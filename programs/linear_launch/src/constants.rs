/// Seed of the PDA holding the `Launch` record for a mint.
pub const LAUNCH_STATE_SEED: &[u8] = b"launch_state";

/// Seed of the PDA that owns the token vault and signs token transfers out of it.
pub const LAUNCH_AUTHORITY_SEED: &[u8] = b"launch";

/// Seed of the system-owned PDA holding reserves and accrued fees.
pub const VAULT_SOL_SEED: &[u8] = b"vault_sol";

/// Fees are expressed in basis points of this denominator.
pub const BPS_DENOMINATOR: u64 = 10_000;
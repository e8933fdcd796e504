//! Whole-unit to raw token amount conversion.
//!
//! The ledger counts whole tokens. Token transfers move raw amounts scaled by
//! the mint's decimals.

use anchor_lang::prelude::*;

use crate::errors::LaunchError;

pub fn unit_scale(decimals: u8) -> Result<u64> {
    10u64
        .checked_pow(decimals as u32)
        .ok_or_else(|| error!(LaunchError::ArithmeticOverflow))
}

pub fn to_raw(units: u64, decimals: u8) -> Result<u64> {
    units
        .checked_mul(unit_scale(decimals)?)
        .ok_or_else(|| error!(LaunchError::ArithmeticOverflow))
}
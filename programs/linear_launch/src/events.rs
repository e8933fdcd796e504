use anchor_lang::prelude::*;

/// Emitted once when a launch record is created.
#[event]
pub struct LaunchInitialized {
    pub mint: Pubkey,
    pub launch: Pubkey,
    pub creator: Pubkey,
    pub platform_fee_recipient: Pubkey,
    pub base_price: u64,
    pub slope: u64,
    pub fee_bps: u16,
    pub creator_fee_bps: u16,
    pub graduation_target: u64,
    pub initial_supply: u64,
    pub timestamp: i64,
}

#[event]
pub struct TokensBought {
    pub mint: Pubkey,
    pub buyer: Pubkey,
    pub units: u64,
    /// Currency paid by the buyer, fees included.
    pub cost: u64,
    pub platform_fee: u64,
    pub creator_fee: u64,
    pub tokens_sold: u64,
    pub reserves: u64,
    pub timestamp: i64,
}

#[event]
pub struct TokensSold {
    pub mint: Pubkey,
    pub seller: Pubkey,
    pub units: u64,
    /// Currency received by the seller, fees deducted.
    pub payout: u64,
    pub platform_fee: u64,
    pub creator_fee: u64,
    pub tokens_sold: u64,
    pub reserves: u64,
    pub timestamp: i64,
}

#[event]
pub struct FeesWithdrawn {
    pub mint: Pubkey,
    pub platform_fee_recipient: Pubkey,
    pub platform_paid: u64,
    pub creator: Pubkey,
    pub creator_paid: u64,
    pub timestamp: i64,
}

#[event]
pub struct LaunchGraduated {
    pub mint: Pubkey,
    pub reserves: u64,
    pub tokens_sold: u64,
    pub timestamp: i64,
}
...
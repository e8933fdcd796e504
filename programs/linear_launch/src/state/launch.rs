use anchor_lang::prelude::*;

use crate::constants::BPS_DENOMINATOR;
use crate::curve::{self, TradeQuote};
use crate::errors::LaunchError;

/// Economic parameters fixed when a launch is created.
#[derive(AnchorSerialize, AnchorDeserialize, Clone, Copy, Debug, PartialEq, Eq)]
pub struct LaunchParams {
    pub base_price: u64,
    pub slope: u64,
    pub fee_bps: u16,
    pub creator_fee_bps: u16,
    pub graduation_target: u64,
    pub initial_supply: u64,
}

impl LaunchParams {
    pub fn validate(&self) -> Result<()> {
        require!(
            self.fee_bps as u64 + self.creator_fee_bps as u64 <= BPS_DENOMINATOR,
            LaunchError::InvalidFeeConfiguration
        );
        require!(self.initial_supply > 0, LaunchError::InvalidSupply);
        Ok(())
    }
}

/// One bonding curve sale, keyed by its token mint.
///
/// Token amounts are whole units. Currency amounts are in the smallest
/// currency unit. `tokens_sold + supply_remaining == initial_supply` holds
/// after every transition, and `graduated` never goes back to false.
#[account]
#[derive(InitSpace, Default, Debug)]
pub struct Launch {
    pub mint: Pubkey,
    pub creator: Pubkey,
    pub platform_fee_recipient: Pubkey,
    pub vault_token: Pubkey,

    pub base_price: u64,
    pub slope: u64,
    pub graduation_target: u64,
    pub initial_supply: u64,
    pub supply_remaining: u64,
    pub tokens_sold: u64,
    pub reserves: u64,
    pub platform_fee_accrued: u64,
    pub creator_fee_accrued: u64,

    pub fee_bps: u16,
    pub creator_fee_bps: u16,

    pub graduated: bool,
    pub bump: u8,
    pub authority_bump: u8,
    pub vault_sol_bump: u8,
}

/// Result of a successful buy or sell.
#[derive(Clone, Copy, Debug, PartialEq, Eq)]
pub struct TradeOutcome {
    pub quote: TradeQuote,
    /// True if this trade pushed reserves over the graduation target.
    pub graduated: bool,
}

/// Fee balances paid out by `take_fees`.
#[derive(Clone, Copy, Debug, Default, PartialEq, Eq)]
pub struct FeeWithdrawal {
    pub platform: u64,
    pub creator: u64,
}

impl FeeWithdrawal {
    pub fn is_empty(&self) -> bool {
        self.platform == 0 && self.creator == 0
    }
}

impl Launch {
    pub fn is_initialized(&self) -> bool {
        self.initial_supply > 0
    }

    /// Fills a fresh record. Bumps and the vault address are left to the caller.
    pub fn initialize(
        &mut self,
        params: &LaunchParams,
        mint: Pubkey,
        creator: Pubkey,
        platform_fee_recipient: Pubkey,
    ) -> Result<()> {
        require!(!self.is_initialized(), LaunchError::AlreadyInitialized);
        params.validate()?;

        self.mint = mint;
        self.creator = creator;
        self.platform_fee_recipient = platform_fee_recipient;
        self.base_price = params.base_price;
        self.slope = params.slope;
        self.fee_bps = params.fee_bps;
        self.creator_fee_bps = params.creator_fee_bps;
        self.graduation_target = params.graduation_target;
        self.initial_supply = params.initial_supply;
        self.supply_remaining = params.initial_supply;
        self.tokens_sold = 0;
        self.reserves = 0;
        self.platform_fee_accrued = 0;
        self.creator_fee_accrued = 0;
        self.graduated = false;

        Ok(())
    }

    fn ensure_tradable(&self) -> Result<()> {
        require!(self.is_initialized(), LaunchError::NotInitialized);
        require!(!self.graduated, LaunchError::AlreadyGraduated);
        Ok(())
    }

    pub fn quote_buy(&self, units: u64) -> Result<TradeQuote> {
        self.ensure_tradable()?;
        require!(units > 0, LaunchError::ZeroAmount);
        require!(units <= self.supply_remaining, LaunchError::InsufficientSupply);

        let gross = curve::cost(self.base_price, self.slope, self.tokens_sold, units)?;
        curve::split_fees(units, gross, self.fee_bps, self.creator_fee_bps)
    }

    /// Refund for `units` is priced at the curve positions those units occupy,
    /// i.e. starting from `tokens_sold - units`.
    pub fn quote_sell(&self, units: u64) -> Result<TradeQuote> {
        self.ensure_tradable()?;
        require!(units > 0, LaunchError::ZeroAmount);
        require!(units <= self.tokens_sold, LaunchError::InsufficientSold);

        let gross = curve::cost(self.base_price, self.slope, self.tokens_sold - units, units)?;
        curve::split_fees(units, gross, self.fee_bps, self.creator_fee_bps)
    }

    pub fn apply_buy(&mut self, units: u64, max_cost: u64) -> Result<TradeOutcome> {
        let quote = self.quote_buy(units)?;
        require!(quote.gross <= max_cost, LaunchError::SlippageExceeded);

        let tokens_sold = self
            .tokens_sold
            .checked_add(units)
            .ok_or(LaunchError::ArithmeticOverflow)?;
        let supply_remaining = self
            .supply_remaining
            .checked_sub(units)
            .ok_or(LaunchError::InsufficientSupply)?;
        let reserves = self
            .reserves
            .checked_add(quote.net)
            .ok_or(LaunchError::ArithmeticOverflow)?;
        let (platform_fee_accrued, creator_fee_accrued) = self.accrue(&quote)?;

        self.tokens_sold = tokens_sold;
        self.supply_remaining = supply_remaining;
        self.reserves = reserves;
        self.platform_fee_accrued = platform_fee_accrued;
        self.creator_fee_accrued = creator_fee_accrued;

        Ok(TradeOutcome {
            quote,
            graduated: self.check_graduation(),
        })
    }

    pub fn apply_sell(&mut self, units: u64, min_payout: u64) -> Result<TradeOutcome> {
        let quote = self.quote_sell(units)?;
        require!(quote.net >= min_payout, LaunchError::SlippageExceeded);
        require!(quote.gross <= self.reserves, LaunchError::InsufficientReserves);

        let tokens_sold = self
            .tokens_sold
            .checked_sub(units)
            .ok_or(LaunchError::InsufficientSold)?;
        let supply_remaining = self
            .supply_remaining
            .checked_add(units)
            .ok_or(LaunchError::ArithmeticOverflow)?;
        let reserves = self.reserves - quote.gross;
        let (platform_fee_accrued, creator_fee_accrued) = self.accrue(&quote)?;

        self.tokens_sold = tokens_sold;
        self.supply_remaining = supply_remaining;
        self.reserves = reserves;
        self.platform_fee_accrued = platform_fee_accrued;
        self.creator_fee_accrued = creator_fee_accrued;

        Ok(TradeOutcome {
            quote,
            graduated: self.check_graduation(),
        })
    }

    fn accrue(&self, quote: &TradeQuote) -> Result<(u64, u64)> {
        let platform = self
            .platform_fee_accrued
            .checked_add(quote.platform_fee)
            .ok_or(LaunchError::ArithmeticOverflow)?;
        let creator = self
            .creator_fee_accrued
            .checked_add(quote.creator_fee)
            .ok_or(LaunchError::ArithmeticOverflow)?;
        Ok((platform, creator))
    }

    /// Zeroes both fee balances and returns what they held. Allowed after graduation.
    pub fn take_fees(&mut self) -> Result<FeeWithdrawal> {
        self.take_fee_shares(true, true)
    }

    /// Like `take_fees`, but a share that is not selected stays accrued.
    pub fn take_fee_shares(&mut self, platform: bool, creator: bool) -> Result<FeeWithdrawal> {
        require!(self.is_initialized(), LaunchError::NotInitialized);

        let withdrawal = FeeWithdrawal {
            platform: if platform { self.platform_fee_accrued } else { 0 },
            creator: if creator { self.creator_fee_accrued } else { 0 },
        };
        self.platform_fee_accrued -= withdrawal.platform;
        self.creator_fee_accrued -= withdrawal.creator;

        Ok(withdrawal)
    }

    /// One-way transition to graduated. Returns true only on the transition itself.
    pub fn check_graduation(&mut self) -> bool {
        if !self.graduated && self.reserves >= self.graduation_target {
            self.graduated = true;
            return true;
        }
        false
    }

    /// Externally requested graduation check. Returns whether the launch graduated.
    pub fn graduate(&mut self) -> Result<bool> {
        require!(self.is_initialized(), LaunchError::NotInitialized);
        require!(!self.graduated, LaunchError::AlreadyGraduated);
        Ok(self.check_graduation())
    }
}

• [ASSIGNED TASK]: Give the number of lines above containing the word "Copy", with no other text.

• [RESULT OF THIS TASK]: 3